- **Work order**
Look through the lines below and extract each one that contains "impl".

•••

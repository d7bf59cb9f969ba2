pub mod render;
pub mod text;

pub use render::{CANVAS_HEIGHT, CANVAS_WIDTH, SkiaSurface, Viewport};
pub use text::{TextCache, render_text_pixmap};
use crate::text::TextCache;
use ab_glyph::FontArc;
use anyhow::{Context, Result, anyhow};
use operant_cache::Atom;
use operant_core::{Bounds, ClickAction, DisplayList, DrawItem, Rgba, Shape, Surface, SurfaceError};
use std::collections::HashMap;
use std::path::Path;
use tiny_skia::{
    Color, FillRule, FilterQuality, IntSize, Paint, PathBuilder, Pixmap, PixmapPaint, Rect, Stroke,
    Transform,
};
use tracing::{debug, warn};

pub const CANVAS_WIDTH: u32 = 1024;
pub const CANVAS_HEIGHT: u32 = 768;

/// Uniform scale plus letterbox offset from the fixed canvas to a window
#[derive(Debug, Clone, Copy, PartialEq)]
pub struct Viewport {
    pub scale: f32,
    pub offset_x: f32,
    pub offset_y: f32,
    pub width: u32,
    pub height: u32,
}

impl Viewport {
    pub fn fit(width: u32, height: u32) -> Self {
        let sx = width as f32 / CANVAS_WIDTH as f32;
        let sy = height as f32 / CANVAS_HEIGHT as f32;
        let scale = sx.min(sy).max(f32::MIN_POSITIVE);
        Self {
            scale,
            offset_x: (width as f32 - CANVAS_WIDTH as f32 * scale) * 0.5,
            offset_y: (height as f32 - CANVAS_HEIGHT as f32 * scale) * 0.5,
            width,
            height,
        }
    }

    /// Window pixel to canvas coordinates; `None` inside the letterbox bars
    pub fn to_canvas(&self, x: f64, y: f64) -> Option<(f32, f32)> {
        let cx = (x as f32 - self.offset_x) / self.scale;
        let cy = (y as f32 - self.offset_y) / self.scale;
        let inside = (0.0..=CANVAS_WIDTH as f32).contains(&cx)
            && (0.0..=CANVAS_HEIGHT as f32).contains(&cy);
        inside.then_some((cx, cy))
    }
}

/// Window-backed presentation surface. Items go to a [`DisplayList`] for hit
/// testing and are rasterized onto a 1024×768 canvas when the list changes.
pub struct SkiaSurface {
    list: DisplayList,
    canvas: Pixmap,
    images: HashMap<Atom, Pixmap>,
    missing: Vec<Atom>,
    text_cache: Option<TextCache>,
    rendered: Option<u64>,
}

impl SkiaSurface {
    /// Without a font, text items are kept for hit testing but never drawn.
    pub fn new(font: Option<FontArc>) -> Result<Self> {
        let mut canvas = Pixmap::new(CANVAS_WIDTH, CANVAS_HEIGHT)
            .ok_or_else(|| anyhow!("cannot allocate canvas"))?;
        canvas.fill(Color::BLACK);
        if font.is_none() {
            warn!("No font loaded; on-screen text will not be drawn");
        }
        Ok(Self {
            list: DisplayList::new(),
            canvas,
            images: HashMap::new(),
            missing: Vec::new(),
            text_cache: font.map(TextCache::new),
            rendered: None,
        })
    }

    pub fn load_font(path: &Path) -> Result<FontArc> {
        let bytes =
            std::fs::read(path).with_context(|| format!("reading font {}", path.display()))?;
        FontArc::try_from_vec(bytes).with_context(|| format!("parsing font {}", path.display()))
    }

    /// Decodes an image file, scales it to `size`×`size` and registers it
    /// under `name` for later `draw_image` calls.
    pub fn load_image(&mut self, name: &str, path: &Path, size: u32) -> Result<()> {
        let img = image::open(path)
            .with_context(|| format!("loading stimulus {}", path.display()))?
            .resize_exact(size, size, image::imageops::FilterType::Lanczos3)
            .into_rgba8();
        let (w, h) = img.dimensions();
        let mut data = img.into_raw();
        for px in data.chunks_exact_mut(4) {
            let a = px[3] as u16;
            for c in &mut px[..3] {
                *c = ((*c as u16 * a + 127) / 255) as u8;
            }
        }
        let size = IntSize::from_wh(w, h).ok_or_else(|| anyhow!("empty image {}", path.display()))?;
        let pixmap = Pixmap::from_vec(data, size)
            .ok_or_else(|| anyhow!("bad image {}", path.display()))?;
        debug!("Loaded stimulus {} ({}×{})", name, w, h);
        self.images.insert(Atom::from(name), pixmap);
        self.rendered = None;
        Ok(())
    }

    /// Loads every named file from `dir`; returns how many were loaded
    pub fn preload_stimuli<'a>(
        &mut self,
        dir: &Path,
        names: impl IntoIterator<Item = &'a str>,
        size: u32,
    ) -> Result<usize> {
        let mut loaded = 0;
        for name in names {
            if self.images.contains_key(&Atom::from(name)) {
                continue;
            }
            self.load_image(name, &dir.join(name), size)?;
            loaded += 1;
        }
        Ok(loaded)
    }

    pub fn has_image(&self, name: &str) -> bool {
        self.images.contains_key(&Atom::from(name))
    }

    pub fn display_list(&self) -> &DisplayList {
        &self.list
    }

    pub fn canvas(&self) -> &Pixmap {
        &self.canvas
    }

    /// Marks the window as gone
    pub fn detach(&mut self) {
        self.list.detach();
    }

    /// Redraws the canvas if the display list changed; returns whether it did
    pub fn rasterize(&mut self) -> bool {
        let generation = self.list.generation();
        if self.rendered == Some(generation) {
            return false;
        }
        self.canvas.fill(Color::BLACK);
        for item in self.list.items().to_vec() {
            self.draw_item(&item);
        }
        self.rendered = Some(generation);
        true
    }

    fn draw_item(&mut self, item: &DrawItem) {
        match &item.shape {
            Shape::Rect => {
                if let Some(rect) = to_rect(item.bounds) {
                    let path = PathBuilder::from_rect(rect);
                    self.fill_and_stroke(&path, item.fill, item.outline);
                }
            }
            Shape::Oval => {
                if let Some(path) = to_rect(item.bounds).and_then(PathBuilder::from_oval) {
                    self.fill_and_stroke(&path, item.fill, item.outline);
                }
            }
            Shape::Image { id } => {
                let Some(pm) = self.images.get(id) else {
                    if !self.missing.contains(id) {
                        warn!("Stimulus image {} was never loaded", id);
                        self.missing.push(id.clone());
                    }
                    return;
                };
                let sx = item.bounds.width() / pm.width() as f32;
                let sy = item.bounds.height() / pm.height() as f32;
                let transform =
                    Transform::from_translate(item.bounds.x0, item.bounds.y0).pre_scale(sx, sy);
                let paint = PixmapPaint {
                    quality: FilterQuality::Bilinear,
                    ..PixmapPaint::default()
                };
                self.canvas.draw_pixmap(0, 0, pm.as_ref(), &paint, transform, None);
            }
            Shape::Text { content, size } => {
                let color = item.fill.unwrap_or(operant_core::surface::WHITE);
                let Some(cache) = self.text_cache.as_mut() else {
                    return;
                };
                let Some(pm) = cache.get_or_render(content, *size, color) else {
                    return;
                };
                let (cx, cy) = item.bounds.center();
                let x = (cx - pm.width() as f32 * 0.5).round() as i32;
                let y = (cy - pm.height() as f32 * 0.5).round() as i32;
                self.canvas.draw_pixmap(
                    x,
                    y,
                    Pixmap::as_ref(&pm),
                    &PixmapPaint::default(),
                    Transform::identity(),
                    None,
                );
            }
        }
    }

    fn fill_and_stroke(
        &mut self,
        path: &tiny_skia::Path,
        fill: Option<Rgba>,
        outline: Option<Rgba>,
    ) {
        if let Some(c) = fill {
            self.canvas
                .fill_path(path, &paint(c), FillRule::Winding, Transform::identity(), None);
        }
        if let Some(c) = outline {
            let stroke = Stroke {
                width: 1.0,
                ..Stroke::default()
            };
            self.canvas
                .stroke_path(path, &paint(c), &stroke, Transform::identity(), None);
        }
    }

    /// Copies the canvas into an RGBA frame buffer of `viewport` size,
    /// nearest-neighbour scaled and letterboxed in black.
    pub fn present(&self, viewport: &Viewport, frame: &mut [u8]) {
        let (fw, fh) = (viewport.width as usize, viewport.height as usize);
        if frame.len() < fw * fh * 4 {
            return;
        }
        let src = self.canvas.data();
        let src_stride = CANVAS_WIDTH as usize * 4;
        for y in 0..fh {
            let cy = (y as f32 + 0.5 - viewport.offset_y) / viewport.scale;
            let row = &mut frame[y * fw * 4..(y + 1) * fw * 4];
            if cy < 0.0 || cy >= CANVAS_HEIGHT as f32 {
                row.chunks_exact_mut(4).for_each(|px| px.copy_from_slice(&[0, 0, 0, 255]));
                continue;
            }
            let src_row = &src[cy as usize * src_stride..(cy as usize + 1) * src_stride];
            for (x, px) in row.chunks_exact_mut(4).enumerate() {
                let cx = (x as f32 + 0.5 - viewport.offset_x) / viewport.scale;
                if cx < 0.0 || cx >= CANVAS_WIDTH as f32 {
                    px.copy_from_slice(&[0, 0, 0, 255]);
                } else {
                    let i = cx as usize * 4;
                    px.copy_from_slice(&src_row[i..i + 4]);
                }
            }
        }
    }
}

fn to_rect(b: Bounds) -> Option<Rect> {
    Rect::from_ltrb(b.x0, b.y0, b.x1, b.y1)
}

fn paint(c: Rgba) -> Paint<'static> {
    let mut p = Paint::default();
    p.set_color_rgba8(c[0], c[1], c[2], c[3]);
    p
}

impl Surface for SkiaSurface {
    fn clear(&mut self) -> Result<(), SurfaceError> {
        self.list.clear()
    }

    fn draw_rect(
        &mut self,
        bounds: Bounds,
        fill: Option<Rgba>,
        outline: Option<Rgba>,
        tag: Option<&str>,
    ) {
        self.list.draw_rect(bounds, fill, outline, tag);
    }

    fn draw_oval(
        &mut self,
        bounds: Bounds,
        fill: Option<Rgba>,
        outline: Option<Rgba>,
        tag: Option<&str>,
    ) {
        self.list.draw_oval(bounds, fill, outline, tag);
    }

    fn draw_image(&mut self, center: (f32, f32), size: (f32, f32), image: &str, tag: Option<&str>) {
        self.list.draw_image(center, size, image, tag);
    }

    fn draw_text(&mut self, center: (f32, f32), text: &str, size: f32, color: Rgba) {
        self.list.draw_text(center, text, size, color);
    }

    fn bind_click(&mut self, tag: &str, action: ClickAction) {
        self.list.bind_click(tag, action);
    }

    fn hit(&self, x: f32, y: f32) -> Option<ClickAction> {
        self.list.hit(x, y)
    }
}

•••

- **Worked solution**
impl Viewport {
impl SkiaSurface {
        names: impl IntoIterator<Item = &'a str>,
impl Surface for SkiaSurface {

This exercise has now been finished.